To do: Write down each of the records again, exactly and in full.

Collected data entries:
###

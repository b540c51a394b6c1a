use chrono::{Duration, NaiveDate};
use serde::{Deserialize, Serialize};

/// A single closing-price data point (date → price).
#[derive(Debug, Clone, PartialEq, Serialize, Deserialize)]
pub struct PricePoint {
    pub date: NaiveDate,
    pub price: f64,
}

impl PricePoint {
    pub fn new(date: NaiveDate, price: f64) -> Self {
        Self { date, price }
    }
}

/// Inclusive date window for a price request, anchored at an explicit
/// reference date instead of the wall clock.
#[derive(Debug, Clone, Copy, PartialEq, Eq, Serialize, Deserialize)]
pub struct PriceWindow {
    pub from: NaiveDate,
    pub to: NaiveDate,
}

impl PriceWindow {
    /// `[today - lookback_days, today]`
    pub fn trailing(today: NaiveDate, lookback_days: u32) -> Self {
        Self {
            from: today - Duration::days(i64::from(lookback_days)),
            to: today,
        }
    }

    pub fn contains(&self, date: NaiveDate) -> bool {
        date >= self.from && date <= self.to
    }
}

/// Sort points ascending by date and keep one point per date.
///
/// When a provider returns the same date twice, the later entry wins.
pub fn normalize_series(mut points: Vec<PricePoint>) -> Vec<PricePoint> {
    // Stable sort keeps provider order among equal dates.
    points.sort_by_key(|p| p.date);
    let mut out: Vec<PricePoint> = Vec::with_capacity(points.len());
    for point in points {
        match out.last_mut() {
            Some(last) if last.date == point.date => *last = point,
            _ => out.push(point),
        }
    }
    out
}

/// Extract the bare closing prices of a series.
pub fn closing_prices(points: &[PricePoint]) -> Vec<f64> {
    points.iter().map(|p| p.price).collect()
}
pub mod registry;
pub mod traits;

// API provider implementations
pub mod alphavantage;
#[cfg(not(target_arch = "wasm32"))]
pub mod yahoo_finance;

###

Written response:
repository b540c51a394b6c1a
use chrono::{Duration, NaiveDate};
use serde::{Deserialize, Serialize};

/// A single closing-price data point (date → price).
#[derive(Debug, Clone, PartialEq, Serialize, Deserialize)]
pub struct PricePoint {
    pub date: NaiveDate,
    pub price: f64,
}

impl PricePoint {
    pub fn new(date: NaiveDate, price: f64) -> Self {
        Self { date, price }
    }
}

/// Inclusive date window for a price request, anchored at an explicit
/// reference date instead of the wall clock.
#[derive(Debug, Clone, Copy, PartialEq, Eq, Serialize, Deserialize)]
pub struct PriceWindow {
    pub from: NaiveDate,
    pub to: NaiveDate,
}

impl PriceWindow {
    /// `[today - lookback_days, today]`
    pub fn trailing(today: NaiveDate, lookback_days: u32) -> Self {
        Self {
            from: today - Duration::days(i64::from(lookback_days)),
            to: today,
        }
    }

    pub fn contains(&self, date: NaiveDate) -> bool {
        date >= self.from && date <= self.to
    }
}

/// Sort points ascending by date and keep one point per date.
///
/// When a provider returns the same date twice, the later entry wins.
pub fn normalize_series(mut points: Vec<PricePoint>) -> Vec<PricePoint> {
    // Stable sort keeps provider order among equal dates.
    points.sort_by_key(|p| p.date);
    let mut out: Vec<PricePoint> = Vec::with_capacity(points.len());
    for point in points {
        match out.last_mut() {
            Some(last) if last.date == point.date => *last = point,
            _ => out.push(point),
        }
    }
    out
}

/// Extract the bare closing prices of a series.
pub fn closing_prices(points: &[PricePoint]) -> Vec<f64> {
    points.iter().map(|p| p.price).collect()
}
pub mod registry;
pub mod traits;

// API provider implementations
pub mod alphavantage;
#[cfg(not(target_arch = "wasm32"))]
pub mod yahoo_finance;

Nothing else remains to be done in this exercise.